Task instructions:
The lines to copy from the data below are those that hold the string "ghost".

Segment Start: The data

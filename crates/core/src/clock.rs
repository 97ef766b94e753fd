//! Time source port.
//!
//! Classification, reconciliation and claim auditing take the current instant
//! from a [`Clock`] so tests can pin it.

use chrono::{DateTime, Duration, Utc};
use parking_lot::Mutex;

pub trait Clock: Send + Sync {
    fn now(&self) -> DateTime<Utc>;
}

/// Wall clock.
#[derive(Debug, Clone, Copy, Default)]
pub struct SystemClock;

impl Clock for SystemClock {
    fn now(&self) -> DateTime<Utc> {
        Utc::now()
    }
}

/// Manually driven clock for tests and replays.
#[derive(Debug)]
pub struct FixedClock {
    now: Mutex<DateTime<Utc>>,
}

impl FixedClock {
    pub fn new(now: DateTime<Utc>) -> Self {
        Self { now: Mutex::new(now) }
    }

    pub fn set(&self, now: DateTime<Utc>) {
        *self.now.lock() = now;
    }

    pub fn advance(&self, by: Duration) {
        let mut now = self.now.lock();
        *now += by;
    }
}

impl Clock for FixedClock {
    fn now(&self) -> DateTime<Utc> {
        *self.now.lock()
    }
}
//! Database connection manager backed by an r2d2 SQLite pool.

use std::path::{Path, PathBuf};
use std::sync::Arc;
use std::time::Duration;

use leadflow_domain::{LeadflowError, Result};
use r2d2::{Pool, PooledConnection};
use r2d2_sqlite::SqliteConnectionManager;
use rusqlite::{params, Connection};
use tokio::task;
use tracing::info;

use crate::errors::InfraError;

const SCHEMA_VERSION: i32 = 1;
const SCHEMA_SQL: &str = include_str!("schema.sql");
const BUSY_TIMEOUT: Duration = Duration::from_secs(5);
const CONNECTION_TIMEOUT: Duration = Duration::from_secs(10);

pub type DbConnection = PooledConnection<SqliteConnectionManager>;

/// Database manager that wraps the connection pool.
pub struct DbManager {
    pool: Pool<SqliteConnectionManager>,
    path: PathBuf,
}

impl DbManager {
    /// Open (or create) the database at `db_path` with `pool_size`
    /// connections.
    pub fn new<P: AsRef<Path>>(db_path: P, pool_size: u32) -> Result<Self> {
        let path = db_path.as_ref().to_path_buf();

        let manager = SqliteConnectionManager::file(&path).with_init(|conn| {
            conn.execute_batch(
                "PRAGMA journal_mode=WAL;
                 PRAGMA synchronous=NORMAL;
                 PRAGMA foreign_keys=ON;",
            )?;
            conn.busy_timeout(BUSY_TIMEOUT)
        });

        let pool = Pool::builder()
            .max_size(pool_size.max(1))
            .connection_timeout(CONNECTION_TIMEOUT)
            .build(manager)
            .map_err(|e| LeadflowError::Database(format!("failed to create pool: {e}")))?;

        info!(db_path = %path.display(), max_connections = pool.max_size(), "sqlite pool initialised");

        Ok(Self { pool, path })
    }

    /// Acquire a connection from the pool.
    pub fn get_connection(&self) -> Result<DbConnection> {
        self.pool.get().map_err(|e| InfraError::from(e).into())
    }

    /// Ensure the full schema exists on the current database.
    pub fn run_migrations(&self) -> Result<()> {
        let conn = self.get_connection()?;
        create_schema(&conn)
    }

    /// Return the configured database path.
    pub fn path(&self) -> &Path {
        &self.path
    }

    /// Verify the database is reachable and responding.
    pub fn health_check(&self) -> Result<()> {
        let conn = self.get_connection()?;
        conn.query_row("SELECT 1", params![], |row| row.get::<_, i32>(0)).map_err(map_sql_error)?;
        Ok(())
    }

    /// Run `work` against a pooled connection on the blocking thread pool.
    pub async fn with_connection<T, F>(self: &Arc<Self>, work: F) -> Result<T>
    where
        T: Send + 'static,
        F: FnOnce(&mut Connection) -> Result<T> + Send + 'static,
    {
        let db = Arc::clone(self);
        task::spawn_blocking(move || -> Result<T> {
            let mut conn = db.get_connection()?;
            work(&mut conn)
        })
        .await
        .map_err(|e| LeadflowError::from(InfraError::from(e)))?
    }
}

fn create_schema(conn: &Connection) -> Result<()> {
    conn.execute_batch(SCHEMA_SQL).map_err(map_sql_error)?;
    conn.execute(
        "INSERT OR IGNORE INTO schema_version (version, applied_at) VALUES (?1, CAST(strftime('%s','now') AS INTEGER) * 1000)",
        params![SCHEMA_VERSION],
    )
    .map_err(map_sql_error)?;
    Ok(())
}

pub(crate) fn map_sql_error(err: rusqlite::Error) -> LeadflowError {
    LeadflowError::from(InfraError::from(err))
}
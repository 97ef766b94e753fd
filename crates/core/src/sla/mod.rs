//! Staleness and SLA classification

pub mod classifier;
pub mod ports;
pub mod service;

pub use classifier::*;
pub use ports::ThresholdStore;
pub use service::StalenessService;
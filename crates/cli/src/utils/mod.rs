pub mod command_helpers;
pub mod logging;
//! Infrastructure error conversions

mod conversions;

pub use conversions::InfraError;
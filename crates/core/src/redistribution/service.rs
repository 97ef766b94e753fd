//! Redistribution service - wallet, targets and strategy in one preview

use std::collections::BTreeMap;
use std::sync::Arc;

use leadflow_domain::{
    AllocationPreview, LeadTemperature, LeadflowError, RedistributionAction,
    RedistributionFilters, RedistributionPreview, Result, StrategyType, UnitBucket,
    WalletSummary,
};
use serde::{Deserialize, Serialize};
use tracing::info;

use super::preview::preview;
use crate::distribution::{allocate, AllocationRequest, TargetDirectory};
use crate::sla::StalenessService;

/// A bulk action over one agent's wallet.
#[derive(Debug, Clone, PartialEq, Eq)]
pub struct RedistributionRequest {
    pub agent_id: String,
    pub filters: RedistributionFilters,
    pub action: RedistributionAction,
    pub strategy: StrategyType,
    /// Destinations in priority order; unused when archiving
    pub target_ids: Vec<String>,
    pub max_items_per_person: Option<u32>,
}

#[derive(Debug, Clone, PartialEq, Eq, Serialize, Deserialize)]
pub struct Assignment {
    pub lead_id: String,
    pub temperature: LeadTemperature,
    pub destination_id: String,
}

/// Concrete lead ids per outcome. Applying it is up to the caller.
#[derive(Debug, Clone, Default, PartialEq, Eq, Serialize, Deserialize)]
pub struct AssignmentPlan {
    pub assignments: Vec<Assignment>,
    pub archived: Vec<String>,
    /// Selected leads no destination could take (capped rosters)
    pub unassigned: Vec<String>,
}

#[derive(Debug, Clone, PartialEq, Eq, Serialize, Deserialize)]
pub struct RedistributionPlan {
    pub wallet: WalletSummary,
    pub preview: RedistributionPreview,
    pub allocation: Option<AllocationPreview>,
    pub plan: AssignmentPlan,
}

pub struct RedistributionService {
    staleness: Arc<StalenessService>,
    targets: Arc<dyn TargetDirectory>,
}

impl RedistributionService {
    pub fn new(staleness: Arc<StalenessService>, targets: Arc<dyn TargetDirectory>) -> Self {
        Self { staleness, targets }
    }

    /// Build the preview and the deterministic assignment plan for `request`.
    ///
    /// Leads are handed out bucket by bucket, ordered by id within a bucket,
    /// filling allocation rows in row order.
    ///
    /// # Errors
    /// - `NotFound` for an unknown target id
    /// - `Validation` when redistributing without targets or when the
    ///   allocation is rejected
    pub async fn plan(&self, request: &RedistributionRequest) -> Result<RedistributionPlan> {
        let leads = self.staleness.wallet_leads(&request.agent_id).await?;
        let wallet = WalletSummary::from_buckets(&request.agent_id, leads.iter().map(|(_, t)| *t));
        let summary = preview(&wallet, &request.filters, request.action);

        let mut by_bucket: BTreeMap<LeadTemperature, Vec<String>> = BTreeMap::new();
        for (lead, temperature) in leads {
            if request.filters.includes(temperature) {
                by_bucket.entry(temperature).or_default().push(lead.id);
            }
        }

        let mut plan = AssignmentPlan::default();
        let allocation = match request.action {
            RedistributionAction::Archive => {
                plan.archived = by_bucket.into_values().flatten().collect();
                None
            }
            RedistributionAction::Redistribute => {
                if request.target_ids.is_empty() {
                    return Err(LeadflowError::Validation(
                        "redistribution needs at least one destination target".to_string(),
                    ));
                }
                let mut targets = Vec::with_capacity(request.target_ids.len());
                for id in &request.target_ids {
                    targets.push(self.targets.get_target(id).await?);
                }

                let allocation = allocate(
                    &AllocationRequest::new(
                        request.strategy,
                        targets,
                        request.filters.to_scope(),
                        summary.breakdown,
                    )
                    .with_max_items_per_person(request.max_items_per_person),
                )?;

                for (temperature, ids) in by_bucket {
                    let bucket = UnitBucket::from(temperature);
                    let mut ids = ids.into_iter();
                    for row in &allocation.rows {
                        for lead_id in ids.by_ref().take(row.get(bucket) as usize) {
                            plan.assignments.push(Assignment {
                                lead_id,
                                temperature,
                                destination_id: row.destination_id.clone(),
                            });
                        }
                    }
                    plan.unassigned.extend(ids);
                }
                Some(allocation)
            }
        };

        info!(
            agent_id = %request.agent_id,
            action = %request.action,
            selected = summary.selected_total,
            assigned = plan.assignments.len(),
            archived = plan.archived.len(),
            unassigned = plan.unassigned.len(),
            "redistribution planned"
        );

        Ok(RedistributionPlan { wallet, preview: summary, allocation, plan })
    }
}
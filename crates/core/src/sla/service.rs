//! Staleness service - thresholds plus the pure classifier

use std::sync::Arc;

use leadflow_domain::{Lead, LeadTemperature, Result, SlaThresholds, StalenessBucket, WalletSummary};
use tracing::info;

use super::classifier::{classify_elapsed, temperature};
use super::ports::ThresholdStore;
use crate::clock::Clock;
use crate::leads::ports::LeadStore;

/// Classifies leads against the thresholds current at call time.
///
/// Nothing is cached: every call reads the threshold store, so an operator
/// update applies to the very next classification.
pub struct StalenessService {
    thresholds: Arc<dyn ThresholdStore>,
    leads: Arc<dyn LeadStore>,
    clock: Arc<dyn Clock>,
}

impl StalenessService {
    pub fn new(
        thresholds: Arc<dyn ThresholdStore>,
        leads: Arc<dyn LeadStore>,
        clock: Arc<dyn Clock>,
    ) -> Self {
        Self { thresholds, leads, clock }
    }

    pub async fn thresholds(&self) -> Result<SlaThresholds> {
        self.thresholds.get_thresholds().await
    }

    /// Validate and store new thresholds.
    ///
    /// # Errors
    /// `LeadflowError::Validation` unless `0 < low < mid <= 365`; nothing is
    /// written in that case.
    pub async fn set_thresholds(&self, low_max: u32, mid_max: u32) -> Result<SlaThresholds> {
        let thresholds = SlaThresholds::new(low_max, mid_max)?;
        self.thresholds.set_thresholds(thresholds).await?;
        info!(low_max, mid_max, "sla thresholds updated");
        Ok(thresholds)
    }

    pub async fn classify_lead(&self, lead: &Lead) -> Result<StalenessBucket> {
        let thresholds = self.thresholds.get_thresholds().await?;
        Ok(classify_elapsed(self.clock.now(), lead.last_contact_at, &thresholds))
    }

    /// Every lead owned by `agent_id` with its temperature, ordered by id.
    pub async fn wallet_leads(&self, agent_id: &str) -> Result<Vec<(Lead, LeadTemperature)>> {
        let thresholds = self.thresholds.get_thresholds().await?;
        let now = self.clock.now();
        let mut leads = self.leads.list_by_owner(agent_id).await?;
        leads.sort_by(|a, b| a.id.cmp(&b.id));

        Ok(leads
            .into_iter()
            .map(|lead| {
                let temp = temperature(now, lead.last_contact_at, &thresholds);
                (lead, temp)
            })
            .collect())
    }

    pub async fn wallet_for(&self, agent_id: &str) -> Result<WalletSummary> {
        let leads = self.wallet_leads(agent_id).await?;
        Ok(WalletSummary::from_buckets(agent_id, leads.into_iter().map(|(_, temp)| temp)))
    }
}
//! SQLite-backed SLA threshold store

use std::sync::Arc;

use async_trait::async_trait;
use chrono::Utc;
use leadflow_core::ThresholdStore;
use leadflow_domain::{LeadflowError, Result as DomainResult, SlaThresholds};
use rusqlite::{params, OptionalExtension};
use tracing::info;

use super::manager::{map_sql_error, DbManager};

/// Single-row threshold table; `defaults` apply until the first write.
pub struct SqliteThresholdStore {
    db: Arc<DbManager>,
    defaults: SlaThresholds,
}

impl SqliteThresholdStore {
    pub fn new(db: Arc<DbManager>, defaults: SlaThresholds) -> Self {
        Self { db, defaults }
    }
}

#[async_trait]
impl ThresholdStore for SqliteThresholdStore {
    async fn get_thresholds(&self) -> DomainResult<SlaThresholds> {
        let defaults = self.defaults;
        self.db
            .with_connection(move |conn| {
                let stored = conn
                    .query_row(
                        "SELECT low_max, mid_max FROM sla_thresholds WHERE id = 1",
                        [],
                        |row| Ok((row.get::<_, u32>(0)?, row.get::<_, u32>(1)?)),
                    )
                    .optional()
                    .map_err(map_sql_error)?;

                match stored {
                    Some((low, mid)) => SlaThresholds::new(low, mid).map_err(|e| {
                        LeadflowError::Database(format!("stored thresholds are invalid: {e}"))
                    }),
                    None => Ok(defaults),
                }
            })
            .await
    }

    async fn set_thresholds(&self, thresholds: SlaThresholds) -> DomainResult<()> {
        self.db
            .with_connection(move |conn| {
                conn.execute(
                    "INSERT INTO sla_thresholds (id, low_max, mid_max, updated_at)
                     VALUES (1, ?1, ?2, ?3)
                     ON CONFLICT(id) DO UPDATE SET
                        low_max = excluded.low_max,
                        mid_max = excluded.mid_max,
                        updated_at = excluded.updated_at",
                    params![
                        thresholds.low_max(),
                        thresholds.mid_max(),
                        Utc::now().timestamp_millis()
                    ],
                )
                .map_err(map_sql_error)?;
                Ok(())
            })
            .await?;

        info!(low_max = thresholds.low_max(), mid_max = thresholds.mid_max(), "sla thresholds updated");
        Ok(())
    }
}
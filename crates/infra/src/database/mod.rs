//! Database implementations

pub mod lead_repository;
pub mod manager;
pub mod threshold_repository;

pub use lead_repository::SqliteLeadStore;
pub use manager::{DbConnection, DbManager};
pub use threshold_repository::SqliteThresholdStore;
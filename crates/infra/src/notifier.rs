//! Notifier that reports through structured tracing events

use async_trait::async_trait;
use leadflow_core::Notifier;
use leadflow_domain::{ClaimOutcome, Result as DomainResult};
use tracing::info;

/// Emits `lead_escalated` and `claim_outcome` events on the `leadflow::notify`
/// target. Never fails.
#[derive(Debug, Clone, Copy, Default)]
pub struct TracingNotifier;

#[async_trait]
impl Notifier for TracingNotifier {
    async fn notify_escalated(&self, lead_id: &str) -> DomainResult<()> {
        info!(target: "leadflow::notify", event = "lead_escalated", lead_id, "lead is now claimable");
        Ok(())
    }

    async fn notify_claim_outcome(
        &self,
        agent_id: &str,
        lead_id: &str,
        outcome: ClaimOutcome,
    ) -> DomainResult<()> {
        info!(
            target: "leadflow::notify",
            event = "claim_outcome",
            agent_id,
            lead_id,
            outcome = %outcome,
            "claim resolved"
        );
        Ok(())
    }
}
//! Modular common utilities shared across Leadflow crates.
//!
//! # Feature Tiers
//!
//! Enable cargo features to opt into the tiers you need:
//! - (always on): error classification
//! - `runtime`: async retry with backoff (tokio + tracing)

#![forbid(unsafe_code)]
#![warn(rust_2018_idioms)]
#![warn(clippy::all, clippy::perf, clippy::complexity, clippy::suspicious)]

// Foundation tier
// -----------------------------------------------------------------
pub mod error;

// Runtime tier
// --------------------------------------------------------------------
#[cfg(feature = "runtime")]
pub mod resilience;

// Re-export commonly used types and traits for convenience
// ------------------------
pub use error::{ErrorClassification, ErrorSeverity};
#[cfg(feature = "runtime")]
pub use resilience::{
    retry_classified, BackoffStrategy, ClassifiedRetry, RetryConfig, RetryDecision, RetryError,
    RetryExecutor, RetryOutcome, RetryPolicy,
};
//! Distribution and redistribution previews
//!
//! Both commands are read-only: they compute who would get what and leave
//! applying it to the caller.

use leadflow_core::{
    allocate, AllocationRequest, RedistributionPlan, RedistributionRequest, TargetDirectory,
};
use leadflow_domain::{
    AllocationPreview, AllocationTotals, DistributionScope, LeadflowError,
    Result as DomainResult, StrategyType, WalletSummary,
};

use crate::context::AppContext;

pub struct DistributionArgs<'a> {
    pub strategy: StrategyType,
    pub target_ids: &'a [String],
    pub totals: AllocationTotals,
    pub scope: DistributionScope,
    pub max_items_per_person: Option<u32>,
}

pub async fn preview_distribution(
    ctx: &AppContext,
    args: DistributionArgs<'_>,
) -> DomainResult<AllocationPreview> {
    let directory = ctx.targets()?;

    let mut targets = Vec::with_capacity(args.target_ids.len());
    for id in args.target_ids {
        targets.push(directory.get_target(id).await?);
    }

    let request = AllocationRequest::new(args.strategy, targets, args.scope, args.totals)
        .with_max_items_per_person(args.max_items_per_person);
    allocate(&request).map_err(LeadflowError::from)
}

pub async fn preview_redistribution(
    ctx: &AppContext,
    request: &RedistributionRequest,
) -> DomainResult<RedistributionPlan> {
    ctx.redistribution()?.plan(request).await
}

pub async fn show_wallet(ctx: &AppContext, agent_id: &str) -> DomainResult<WalletSummary> {
    ctx.staleness.wallet_for(agent_id).await
}
//! End-to-end command tests over a real SQLite database.

mod support;

use leadflow_cli::commands::{self, scheduler};
use leadflow_cli::utils::logging::exit_code;
use leadflow_cli::Command;
use leadflow_core::LeadStore;
use leadflow_domain::{LeadStage, LeadflowError, RedistributionAction, StrategyType};
use serde_json::json;
use support::{fixture_leads, TestEnv};

async fn seeded() -> TestEnv {
    let env = TestEnv::new();
    let file = env.lead_file(&fixture_leads());
    commands::execute(&env.ctx, Command::ImportLeads { file }).await.unwrap();
    env
}

#[tokio::test(flavor = "multi_thread")]
async fn import_is_an_upsert() {
    let env = TestEnv::new();
    let file = env.lead_file(&fixture_leads());

    let first = commands::execute(&env.ctx, Command::ImportLeads { file: file.clone() })
        .await
        .unwrap();
    let second = commands::execute(&env.ctx, Command::ImportLeads { file }).await.unwrap();

    assert_eq!(first, json!({ "inserted": 5, "updated": 0 }));
    assert_eq!(second, json!({ "inserted": 0, "updated": 5 }));
}

#[tokio::test(flavor = "multi_thread")]
async fn classify_lead_uses_current_thresholds() {
    let env = seeded().await;
    let classify = || Command::ClassifyLead { lead: "w-warm".into() };

    let before = commands::execute(&env.ctx, classify()).await.unwrap();
    assert_eq!(before["bucket"], "yellow");
    assert_eq!(before["temperature"], "warm");

    commands::execute(&env.ctx, Command::SetThresholds { low: 3, mid: 8 }).await.unwrap();

    let after = commands::execute(&env.ctx, classify()).await.unwrap();
    assert_eq!(after["bucket"], "red");
}

#[tokio::test(flavor = "multi_thread")]
async fn thresholds_are_validated_and_persisted() {
    let env = TestEnv::new();

    let rejected = commands::execute(&env.ctx, Command::SetThresholds { low: 0, mid: 5 }).await;
    assert!(matches!(rejected, Err(LeadflowError::Validation(_))));

    let defaults = commands::execute(&env.ctx, Command::ShowThresholds).await.unwrap();
    assert_eq!(defaults, json!({ "low_max": 7, "mid_max": 30 }));

    commands::execute(&env.ctx, Command::SetThresholds { low: 3, mid: 10 }).await.unwrap();
    let shown = commands::execute(&env.ctx, Command::ShowThresholds).await.unwrap();
    assert_eq!(shown, json!({ "low_max": 3, "mid_max": 10 }));
}

#[tokio::test(flavor = "multi_thread")]
async fn first_claim_wins() {
    let env = seeded().await;
    let claim = |agent: &str| Command::ClaimLead { lead: "open".into(), agent: agent.into() };

    let winner = commands::execute(&env.ctx, claim("ana")).await.unwrap();
    let loser = commands::execute(&env.ctx, claim("bo")).await.unwrap_err();

    assert_eq!(winner["outcome"], "granted");
    assert!(matches!(loser, LeadflowError::Conflict(_)));
    assert_eq!(exit_code(&loser), 3);
    assert_eq!(env.ctx.leads.history_for("open").await.unwrap().len(), 1);
    let lead = env.ctx.leads.get_by_id("open").await.unwrap();
    assert_eq!(lead.captured_by.as_deref(), Some("ana"));
}

#[tokio::test(flavor = "multi_thread")]
async fn claiming_a_pending_lead_is_a_conflict() {
    let env = seeded().await;

    let err = commands::execute(
        &env.ctx,
        Command::ClaimLead { lead: "overdue".into(), agent: "ana".into() },
    )
    .await
    .unwrap_err();

    assert_eq!(err.label(), "conflict");
    assert_eq!(exit_code(&err), 3);
    assert!(env.ctx.leads.history_for("overdue").await.unwrap().is_empty());
}

#[tokio::test(flavor = "multi_thread")]
async fn claiming_unknown_lead_is_not_found() {
    let env = TestEnv::new();
    let result = commands::execute(
        &env.ctx,
        Command::ClaimLead { lead: "ghost".into(), agent: "ana".into() },
    )
    .await;
    assert!(matches!(result, Err(LeadflowError::NotFound(_))));
}

#[tokio::test(flavor = "multi_thread")]
async fn single_scheduler_pass_escalates_overdue_leads() {
    let env = seeded().await;

    let run = scheduler::run_once(&env.ctx).await.unwrap();

    assert_eq!(run.report.escalated_now, vec!["overdue".to_string()]);
    assert_eq!(run.escalated, vec!["overdue".to_string()]);
    assert!(run.failed.is_empty());
    assert_eq!(env.ctx.leads.get_by_id("overdue").await.unwrap().stage, LeadStage::Escalated);

    let again = scheduler::run_once(&env.ctx).await.unwrap();
    assert!(again.report.escalated_now.is_empty());
}

#[tokio::test(flavor = "multi_thread")]
async fn distribution_preview_splits_across_targets() {
    let env = TestEnv::new();

    let preview = commands::execute(
        &env.ctx,
        Command::PreviewDistribution {
            strategy: StrategyType::RoundRobin,
            target_ids: vec!["bo".into(), "cy".into()],
            totals: leadflow_cli::cli::TotalsArgs { hot: 3, ..Default::default() },
            scope: None,
            max_per_person: None,
        },
    )
    .await
    .unwrap();

    assert_eq!(preview["rows"][0]["destination_id"], "bo");
    assert_eq!(preview["rows"][0]["total"], 2);
    assert_eq!(preview["rows"][1]["total"], 1);
    assert_eq!(preview["unassigned"], 0);
}

#[tokio::test(flavor = "multi_thread")]
async fn distribution_preview_reports_target_problems() {
    let env = TestEnv::new();
    let preview = |ids: Vec<String>| Command::PreviewDistribution {
        strategy: StrategyType::RoundRobin,
        target_ids: ids,
        totals: Default::default(),
        scope: None,
        max_per_person: None,
    };

    let overflowing = commands::execute(
        &env.ctx,
        Command::PreviewDistribution {
            strategy: StrategyType::RoundRobin,
            target_ids: vec!["bo".into()],
            totals: leadflow_cli::cli::TotalsArgs { hot: u64::MAX, warm: 1, ..Default::default() },
            scope: None,
            max_per_person: None,
        },
    )
    .await
    .unwrap_err();
    assert_eq!(exit_code(&overflowing), 2);

    let unknown = commands::execute(&env.ctx, preview(vec!["ghost".into()])).await;
    assert!(matches!(unknown, Err(LeadflowError::NotFound(_))));

    let bare = TestEnv::without_targets();
    let missing = commands::execute(&bare.ctx, preview(vec!["bo".into()])).await;
    assert!(matches!(missing, Err(LeadflowError::Config(_))));
}

#[tokio::test(flavor = "multi_thread")]
async fn redistribution_preview_assigns_every_selected_lead() {
    let env = seeded().await;

    let plan = commands::execute(
        &env.ctx,
        Command::PreviewRedistribution {
            agent: "ana".into(),
            action: RedistributionAction::Redistribute,
            strategy: StrategyType::RoundRobin,
            target_ids: vec!["bo".into(), "cy".into()],
            include: None,
            max_per_person: None,
        },
    )
    .await
    .unwrap();

    assert_eq!(plan["wallet"], json!({ "agent_id": "ana", "hot": 1, "warm": 1, "cold": 1, "total": 3 }));
    assert_eq!(plan["plan"]["assignments"].as_array().unwrap().len(), 3);
    assert!(plan["plan"]["unassigned"].as_array().unwrap().is_empty());
}

#[tokio::test(flavor = "multi_thread")]
async fn archive_preview_needs_no_targets() {
    let env = seeded().await;

    let plan = commands::execute(
        &env.ctx,
        Command::PreviewRedistribution {
            agent: "ana".into(),
            action: RedistributionAction::Archive,
            strategy: StrategyType::RoundRobin,
            target_ids: Vec::new(),
            include: Some(vec![leadflow_domain::LeadTemperature::Cold]),
            max_per_person: None,
        },
    )
    .await
    .unwrap();

    assert_eq!(plan["plan"]["archived"], json!(["w-cold"]));
    assert_eq!(plan["preview"]["to_archive"], 1);
}

#[tokio::test(flavor = "multi_thread")]
async fn ticket_sla_uses_configured_warning_window() {
    let env = TestEnv::new();
    let ticket = |created_at: &str| Command::ClassifyTicket {
        created_at: created_at.into(),
        sla_hours: 8,
    };

    // Deadline 13:00, four hours away with a six hour window
    let warning = commands::execute(&env.ctx, ticket("2024-07-01T05:00:00Z")).await.unwrap();
    assert_eq!(warning["status"], "warning");
    assert_eq!(warning["deadline"], "2024-07-01T13:00:00Z");

    let healthy = commands::execute(&env.ctx, ticket("2024-07-01T08:00:00Z")).await.unwrap();
    assert_eq!(healthy["status"], "ok");

    let garbage = commands::execute(&env.ctx, ticket("yesterday")).await.unwrap();
    assert_eq!(garbage["status"], "overdue");
    assert!(garbage["deadline"].is_null());
}

#[tokio::test(flavor = "multi_thread")]
async fn ticket_sla_hours_out_of_range_are_rejected() {
    let env = TestEnv::new();

    for sla_hours in [0, -5, 3_000_000_000] {
        let err = commands::execute(
            &env.ctx,
            Command::ClassifyTicket { created_at: "2024-07-01T00:00:00Z".into(), sla_hours },
        )
        .await
        .unwrap_err();
        assert!(matches!(err, LeadflowError::Validation(_)), "{sla_hours}: {err:?}");
        assert_eq!(exit_code(&err), 2);
    }
}
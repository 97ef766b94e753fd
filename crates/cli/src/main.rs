//! Leadflow - lead distribution and claim coordination
//!
//! Exit codes: 0 success, 2 validation error, 3 conflict, 4 not found,
//! 5 transient store failure, 1 anything else.

use std::process::ExitCode;

use clap::Parser;
use leadflow_cli::utils::logging::{exit_code, init_tracing};
use leadflow_cli::Cli;
use leadflow_domain::LeadflowError;

#[tokio::main]
async fn main() -> ExitCode {
    let cli = Cli::parse();

    if let Err(e) = init_tracing(cli.log_json) {
        eprintln!("{e:#}");
        return ExitCode::FAILURE;
    }

    match leadflow_cli::run(cli).await {
        Ok(output) => match serde_json::to_string_pretty(&output) {
            Ok(rendered) => {
                println!("{rendered}");
                ExitCode::SUCCESS
            }
            Err(e) => {
                eprintln!("failed to render output: {e}");
                ExitCode::FAILURE
            }
        },
        Err(err) => {
            let (label, code) = match err.downcast_ref::<LeadflowError>() {
                Some(domain) => (domain.label(), exit_code(domain)),
                None => ("internal", 1),
            };
            let report = serde_json::json!({ "error": label, "message": format!("{err:#}") });
            eprintln!("{report}");
            ExitCode::from(code)
        }
    }
}
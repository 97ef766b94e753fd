//! Wallet scope preview

use leadflow_domain::{
    AllocationTotals, LeadTemperature, RedistributionAction, RedistributionFilters,
    RedistributionPreview, WalletSummary,
};

/// Turn a wallet plus filters into the counts a bulk action would touch.
///
/// The whole selection goes to `to_redistribute` or `to_archive` depending on
/// `action`; `remaining` is what the filters leave in the wallet.
pub fn preview(
    wallet: &WalletSummary,
    filters: &RedistributionFilters,
    action: RedistributionAction,
) -> RedistributionPreview {
    let pick = |temperature: LeadTemperature| {
        if filters.includes(temperature) {
            wallet.count(temperature)
        } else {
            0
        }
    };

    let breakdown = AllocationTotals {
        leads_hot: pick(LeadTemperature::Hot),
        leads_warm: pick(LeadTemperature::Warm),
        leads_cold: pick(LeadTemperature::Cold),
        properties: 0,
    };
    let selected_total = breakdown.total();

    let (to_redistribute, to_archive) = match action {
        RedistributionAction::Redistribute => (selected_total, 0),
        RedistributionAction::Archive => (0, selected_total),
    };

    RedistributionPreview {
        selected_total,
        to_redistribute,
        to_archive,
        remaining: wallet.total.saturating_sub(selected_total),
        breakdown,
    }
}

Segment End: The data

Task answer:
        Command::ClaimLead { lead: "ghost".into(), agent: "ana".into() },
    let unknown = commands::execute(&env.ctx, preview(vec!["ghost".into()])).await;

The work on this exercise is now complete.